At last, the study group included 843 eligible patients (1206 polyps) and the control group included 843 eligible patients (1317 polyps). The study protocol was approved by the local institutional ethics committee, and written informed consent was obtained from all patients prior to enrollment.

Preoperative preparation

All endoscopic procedures in the present study were performed or directly supervised by senior endoscopists with over 7 years of clinical expertise. Antithrombotic medication management strictly adhered to international consensus guidelines: (1) Thienopyridine antiplatelet agents were discontinued 5-7 days pre-procedure; (2) Anticoagulant regimens were adjusted based on thromboembolic risk stratification; (3) Bowel preparation was achieved via a split-dose polyethylene glycol electrolyte solution, with the final dose administered 4-6 hours prior to the procedure; and (4) Intravenous sedation comprised a combination of remifentanil hydrochloride (1-2 μg/kg), midazolam (1-2 mg), and propofol (0.5-1.5 mg/kg).
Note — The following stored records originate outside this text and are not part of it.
use std::sync::Arc;

use once_cell::sync::Lazy;
use regex::Regex;
use serde::Deserialize;
use serde_json::json;
use url::form_urlencoded::byte_serialize;

use crate::{
    config::DEFAULT_AVATAR_BASE,
    error::{ProxyError, Result},
    models::{ProviderError, Stage},
    transport::HttpTransport,
};

pub const DEFAULT_STYLE: &str = "identicon";
pub const DEFAULT_SEED: &str = "anon";
pub const DEFAULT_SIZE: u32 = 512;

static SCRIPT_TAG: Lazy<Regex> = Lazy::new(|| {
    Regex::new(r"(?is)<script[^>]*>.*?</script\s*>").expect("script pattern is valid")
});

/// Query accepted by the avatar passthrough. Empty fields fall back to defaults.
#[derive(Debug, Clone, Default, Deserialize, PartialEq, Eq)]
pub struct AvatarRequest {
    pub style: Option<String>,
    pub seed: Option<String>,
    pub size: Option<u32>,
    /// `"solid"` enables `color` as a background.
    pub bg: Option<String>,
    pub color: Option<String>,
}

impl AvatarRequest {
    pub fn new(seed: impl Into<String>) -> Self {
        Self {
            seed: Some(seed.into()),
            ..Default::default()
        }
    }

    pub fn with_style(mut self, style: impl Into<String>) -> Self {
        self.style = Some(style.into());
        self
    }

    pub fn with_size(mut self, size: u32) -> Self {
        self.size = Some(size);
        self
    }

    pub fn with_solid_background(mut self, color: impl Into<String>) -> Self {
        self.bg = Some("solid".to_string());
        self.color = Some(color.into());
        self
    }

    pub fn style(&self) -> &str {
        non_blank(self.style.as_deref()).unwrap_or(DEFAULT_STYLE)
    }

    pub fn seed(&self) -> &str {
        non_blank(self.seed.as_deref()).unwrap_or(DEFAULT_SEED)
    }

    pub fn size(&self) -> u32 {
        self.size.filter(|s| *s > 0).unwrap_or(DEFAULT_SIZE)
    }

    fn background(&self) -> Option<String> {
        if self.bg.as_deref() != Some("solid") {
            return None;
        }
        non_blank(self.color.as_deref()).map(|c| c.trim_start_matches('#').to_string())
    }

    pub fn build_url(&self, base: &str) -> String {
        let seed: String = byte_serialize(self.seed().as_bytes()).collect();
        let style: String = byte_serialize(self.style().as_bytes()).collect();
        let mut url = format!(
            "{}/{}/svg?seed={}&size={}",
            base.trim_end_matches('/'),
            style,
            seed,
            self.size()
        );
        if let Some(color) = self.background() {
            let color: String = byte_serialize(color.as_bytes()).collect();
            url.push_str(&format!("&backgroundType=solid&backgroundColor={}", color));
        }
        url
    }

    pub fn embed_tag(&self, base: &str) -> String {
        let alt = non_blank(self.seed.as_deref()).unwrap_or("icon");
        format!(
            r#"<img src="{}" alt="{}" width="{}" height="{}" />"#,
            self.build_url(base),
            escape_attr(alt),
            self.size(),
            self.size()
        )
    }
}

pub fn sanitize_svg(svg: &str) -> String {
    SCRIPT_TAG.replace_all(svg, "").into_owned()
}

#[derive(Clone)]
pub struct AvatarClient {
    transport: Arc<dyn HttpTransport>,
    base: String,
}

impl AvatarClient {
    pub fn new(transport: Arc<dyn HttpTransport>) -> Self {
        Self::with_base(transport, DEFAULT_AVATAR_BASE)
    }

    pub fn with_base(transport: Arc<dyn HttpTransport>, base: impl Into<String>) -> Self {
        Self {
            transport,
            base: base.into(),
        }
    }

    pub fn base(&self) -> &str {
        &self.base
    }

    pub async fn fetch_svg(&self, request: &AvatarRequest) -> Result<String> {
        let url = request.build_url(&self.base);
        log::debug!("Fetching avatar SVG: {}", url);

        let failed = |status: u16, reason: String| {
            log::warn!("Avatar fetch failed ({}): {}", status, reason);
            ProxyError::RemoteFetchError(ProviderError::new(
                status,
                json!({ "url": url, "reason": reason }),
                Stage::FetchRemoteImage,
            ))
        };

        let response = self
            .transport
            .get(&url)
            .await
            .map_err(|e| failed(0, e.to_string()))?;

        if !response.is_success() {
            return Err(failed(response.status, "Failed to fetch SVG".to_string()));
        }

        Ok(sanitize_svg(&response.text()))
    }
}

fn non_blank(value: Option<&str>) -> Option<&str> {
    value.map(str::trim).filter(|v| !v.is_empty())
}

fn escape_attr(value: &str) -> String {
    value
        .replace('&', "&amp;")
        .replace('"', "&quot;")
        .replace('<', "&lt;")
        .replace('>', "&gt;")
}

#[cfg(test)]
mod tests {
    use super::*;
    use crate::transport::mock::{Call, MockTransport};

    const BASE: &str = "https://api.dicebear.com/9.x";

    #[test]
    fn test_build_url_defaults() {
        let url = AvatarRequest::default().build_url(BASE);
        assert_eq!(
            url,
            "https://api.dicebear.com/9.x/identicon/svg?seed=anon&size=512"
        );
    }

    #[test]
    fn test_build_url_with_background() {
        let url = AvatarRequest::new("nova 7")
            .with_style("bottts")
            .with_size(128)
            .with_solid_background("#ff8800")
            .build_url(BASE);
        assert_eq!(
            url,
            "https://api.dicebear.com/9.x/bottts/svg?seed=nova+7&size=128&backgroundType=solid&backgroundColor=ff8800"
        );
    }

    #[test]
    fn test_color_ignored_without_solid() {
        let mut request = AvatarRequest::new("sol");
        request.color = Some("#000000".into());
        assert!(!request.build_url(BASE).contains("background"));
    }

    #[test]
    fn test_embed_tag() {
        let tag = AvatarRequest::new("aero").with_size(64).embed_tag(BASE);
        assert_eq!(
            tag,
            r#"<img src="https://api.dicebear.com/9.x/identicon/svg?seed=aero&size=64" alt="aero" width="64" height="64" />"#
        );
        let tag = AvatarRequest::default().embed_tag(BASE);
        assert!(tag.contains(r#"alt="icon""#));
    }

    #[test]
    fn test_sanitize_svg_strips_scripts() {
        let svg = "<svg><SCRIPT type=\"x\">\nalert(1)\n</script ><rect/><script>b()</script></svg>";
        assert_eq!(sanitize_svg(svg), "<svg><rect/></svg>");
    }

    #[tokio::test]
    async fn test_fetch_svg_sanitizes() {
        let transport = Arc::new(MockTransport::new().push_bytes(
            200,
            "image/svg+xml",
            b"<svg><script>x()</script><circle/></svg>",
        ));
        let client = AvatarClient::new(transport.clone());

        let svg = client.fetch_svg(&AvatarRequest::new("pixel")).await.unwrap();
        assert_eq!(svg, "<svg><circle/></svg>");
        assert_eq!(
            transport.calls(),
            vec![Call::Get {
                url: "https://api.dicebear.com/9.x/identicon/svg?seed=pixel&size=512".into()
            }]
        );
    }

    #[tokio::test]
    async fn test_fetch_svg_failure() {
        let transport = Arc::new(MockTransport::new().push_bytes(500, "text/plain", b"boom"));
        let client = AvatarClient::with_base(transport, "http://localhost:1");

        let err = client.fetch_svg(&AvatarRequest::default()).await.unwrap_err();
        assert_eq!(err.status_code(), 502);
    }
}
Detailed assessment of polyp surface architecture was performed. Polyp size was measured using a fully opened biopsy forceps or a fully expanded snare as reference standards[13,14].

Procedures

A mixture of indigo carmine and normal saline was administered via submucosal injection around the polyp periphery at multiple sites. The snare was positioned to encircle the polyp, extending 2-3 mm beyond the margin to ensure a safety margin.

Study group (CSP): The snare was gradually tightened to apply sustained mechanical pressure to the bowel wall for 10-15 seconds before transection was completed purely mechanically. Specimens were immediately retrieved by suction. The resection site was systematically irrigated with saline and evaluated from multiple angles to assess margin integrity, with indigo carmine staining used as an adjunct if required[15,16]. Supplementary resection was performed for any visible residual tissue.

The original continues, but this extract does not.